Greek Philosophy in Ambient Electronics: Chronotope Project's "Gnosis", Echoes September CD of the Month.
by John Diliberto 8/28/2021Some musicians are simply born outliers. The Harry Partch, John Cage and Moondogs of the mid-20th century, the Robert Rich, Stephan Micus and Steve Roaches of the modern world. These are artists who aren’t part of a trend, who don’t follow conventional paths and who take their influences to create something new. Jeffery Ericson Allen is one of those people. He’s been a classical cellist, a storyteller, a librarian, and a student of philosophy and mysticism. That all comes together in his guise as the electronic act, Chronotope Project. He’s recorded nine full albums, all using the imagery of mysticism, philosophy and science as imagistic underpinnings, and all fueled by electronic sounds with roots in European space music, new age and jazz.
His latest album, Gnosis, emerges out of this matrix of influences. The cello is rarely heard in these electronic soundscapes. Instead the lead voice is usually the Haken Continuum, a ribbon controlled synthesizer that allows for pitch bends, seamless glissandos and many timbres. The concept of the album is based around the ancient Greek philosophers with a bit of science and mythology tossed in. Gnosis is Greek for knowledge and is usually applied to mystical insights. But you don’t need any of that awareness to become immersed in the sound world created by Chronotope Project.
The album opens like the birth of the universe. It’s called “Higgs Field, Cauldron of Being”, named after the Peter Higgs whose particle theories led to the Large Hadron Collider. “Higgs Field” builds out of a swirling, amorphous gas cloud. Out of the haze, a minimalist looping sequencer pattern courses through the bottom until drums, percussion, Tibetan horn-like synth sustains, and ethereal voices evolve into a dark crescendo. It’s a soundtrack for the Big Bang, spread out in slow motion.
“Lethe, The River of Forgetfulness” draws from Plato and mythology for inspiration, and Miles Davis for its sound. It’s centered by an ostinato bass riff played on cello and moves into an electric piano improvisation that might have you recalling the Miles album, In A Silent Way. It’s joined by a Haken Continuum improvisation, with Allen favoring a sound that falls somewhere between a violin and an Armenian duduk, before slipping into a note-bending swirl of a Moog-like solo.
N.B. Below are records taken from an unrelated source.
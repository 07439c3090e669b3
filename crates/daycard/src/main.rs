//! Generate today's language cards.
//!
//! Reads the API key from the `OPENROUTER_KEY` environment variable. Exits 0
//! after writing `today.json` and updating `history.json`, 1 when no valid set
//! could be produced or the documents could not be written, and 2 on a
//! configuration error.
//!
//! # Examples
//!
//! ```sh
//! # Daily run (e.g. from cron)
//! daycard --history data/history.json --today data/today.json
//!
//! # Backfill a specific date
//! daycard --date 2024-01-02
//!
//! # Preview cards without persisting them
//! daycard --dry-run
//! ```

use std::path::PathBuf;
use std::process::ExitCode;
use std::time::Duration;

use chrono::NaiveDate;
use clap::Parser;
use clap::builder::RangedU64ValueParser;
use daycard::config::DEFAULT_ATTEMPT_TIMEOUT;
use daycard::history::DEFAULT_HISTORY_WINDOW;
use daycard::store::{DEFAULT_HISTORY_PATH, DEFAULT_TODAY_PATH};
use daycard::{CardConfig, Generation, Orchestrator, RunError};
use daycard_llm::ChatGenerator;
use daycard_llm::api::retry::DEFAULT_MAX_ATTEMPTS;
use tracing::{error, info};

/// Generate today's English and Japanese vocabulary cards.
#[derive(Parser)]
#[command(name = "daycard")]
struct Cli {
    /// Path of the rolling word history.
    #[arg(long, default_value = DEFAULT_HISTORY_PATH)]
    history: PathBuf,

    /// Path of today's cards.
    #[arg(long, default_value = DEFAULT_TODAY_PATH)]
    today: PathBuf,

    /// Model to use for generation.
    #[arg(long, default_value = daycard_llm::DEFAULT_MODEL)]
    model: String,

    /// Attempts before giving up.
    #[arg(
        long,
        default_value_t = DEFAULT_MAX_ATTEMPTS,
        value_parser = clap::value_parser!(u32).range(1..)
    )]
    max_attempts: u32,

    /// Days a word stays banned (also the history length).
    #[arg(
        long,
        default_value_t = DEFAULT_HISTORY_WINDOW,
        value_parser = RangedU64ValueParser::<usize>::new().range(1..)
    )]
    window: usize,

    /// Seconds allowed per generation attempt.
    #[arg(
        long,
        default_value_t = DEFAULT_ATTEMPT_TIMEOUT.as_secs(),
        value_parser = clap::value_parser!(u64).range(1..)
    )]
    timeout_secs: u64,

    /// Date recorded in the history (YYYY-MM-DD). Defaults to local today.
    #[arg(long)]
    date: Option<NaiveDate>,

    /// Generate and validate, print the cards, and persist nothing.
    #[arg(long)]
    dry_run: bool,

    /// Print the currently banned words and exit.
    #[arg(long)]
    show_banned: bool,

    /// Log filter used when RUST_LOG is not set.
    #[arg(long, default_value = "info")]
    log_level: String,
}

fn init_tracing(level: &str) {
    use tracing_subscriber::EnvFilter;
    use tracing_subscriber::layer::SubscriberExt;
    use tracing_subscriber::util::SubscriberInitExt;

    let filter = EnvFilter::try_from_default_env().unwrap_or_else(|_| EnvFilter::new(level));
    let fmt_layer = tracing_subscriber::fmt::layer()
        .with_target(false)
        .with_writer(std::io::stderr)
        .compact();

    let _ = tracing_subscriber::registry()
        .with(filter)
        .with(fmt_layer)
        .try_init();
}

#[tokio::main(flavor = "current_thread")]
async fn main() -> ExitCode {
    let cli = Cli::parse();
    init_tracing(&cli.log_level);

    let config = CardConfig::default()
        .with_model(cli.model)
        .with_max_attempts(cli.max_attempts)
        .with_history_window(cli.window)
        .with_attempt_timeout(Duration::from_secs(cli.timeout_secs))
        .with_paths(cli.history, cli.today);
    let store = config.store();

    if cli.show_banned {
        let banned = store.load_history().banned_words(config.history_window);
        for word in banned.sorted() {
            println!("{word}");
        }
        return ExitCode::SUCCESS;
    }

    let api_key = match std::env::var("OPENROUTER_KEY") {
        Ok(key) => key,
        Err(_) => {
            error!("OPENROUTER_KEY environment variable is not set");
            return ExitCode::from(2);
        }
    };

    let generator = match ChatGenerator::new(config.generation_config(api_key)) {
        Ok(g) => g,
        Err(e) => {
            error!("failed to create API client: {e}");
            return ExitCode::from(2);
        }
    };

    info!("generating with {}", generator.model());
    let orchestrator = Orchestrator::new(&generator, &store, &config);

    if cli.dry_run {
        return match orchestrator.generate(&orchestrator.banned_words()).await {
            Generation::Accepted { today, .. } => match serde_json::to_string_pretty(&today) {
                Ok(json) => {
                    println!("{json}");
                    ExitCode::SUCCESS
                }
                Err(e) => {
                    error!("failed to render cards: {e}");
                    ExitCode::FAILURE
                }
            },
            Generation::Exhausted { attempts, mut failures } => {
                let err = RunError::RetriesExhausted {
                    attempts,
                    last: failures.pop(),
                };
                error!("{err}");
                ExitCode::FAILURE
            }
        };
    }

    let date = cli
        .date
        .unwrap_or_else(|| chrono::Local::now().date_naive());

    let result = orchestrator
        .run(date)
        .await
        .map_err(RunError::from)
        .and_then(|outcome| outcome.into_result());

    match result {
        Ok(_) => {
            println!("OK");
            ExitCode::SUCCESS
        }
        Err(e) => {
            error!("{e}");
            ExitCode::FAILURE
        }
    }
}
“Eidos, Realm of the Forms” follows suit with cyclical rhythms, including a zither strum and vague percussion, that evoke a gentle horse ride through a pastoral, magical landscape. Over it all, Allen drops a long, undulating solo, like an Indian alap, that part way through is joined by a squall of, again, Moog-like, note-bending timbres and squealing, octave sliding glissandos. Think about the end of Emerson, Lake and Palmer’s “Lucky Man.” Hand percussion loops fade in, building energy and tension until the piece reaches a low-key crescendo and fades off into the ether.
You can hear musical influences throughout Gnosis. “The Still Small Voice: The Muse Speaks” references Vangelis’s more romantic side in a slow largo of stacked cello strings and the mournful Haken Continuum. On “Entelechy, Emergent Order,” you can hear echoes of 70s German space music, especially Klaus Schulze. A gentle pulse, and Mellotron-like string pads and voices, head into ambient space, leaving you immersed and floating.
“Myth of the Cave”, draws from Plato again, and his mind game of imagining people who live in a cave and only see the shadows of objects and creatures, but not the things themselves. It’s an abyss of low, rumbling textures, bells and gongs pinging through the stereo spectrum, dislocated ghost piano riffs, and inside-the-piano strums.
Allen’s philosophical metaphors, imagery and titles aren’t after-the-event affectations like most instrumental music. He’s actually mapped-out these pieces to evoke a philosophical or theoretical construct. But you don’t need a PhD in philosophy to be transported away by his music, and maybe even obtain gnosis.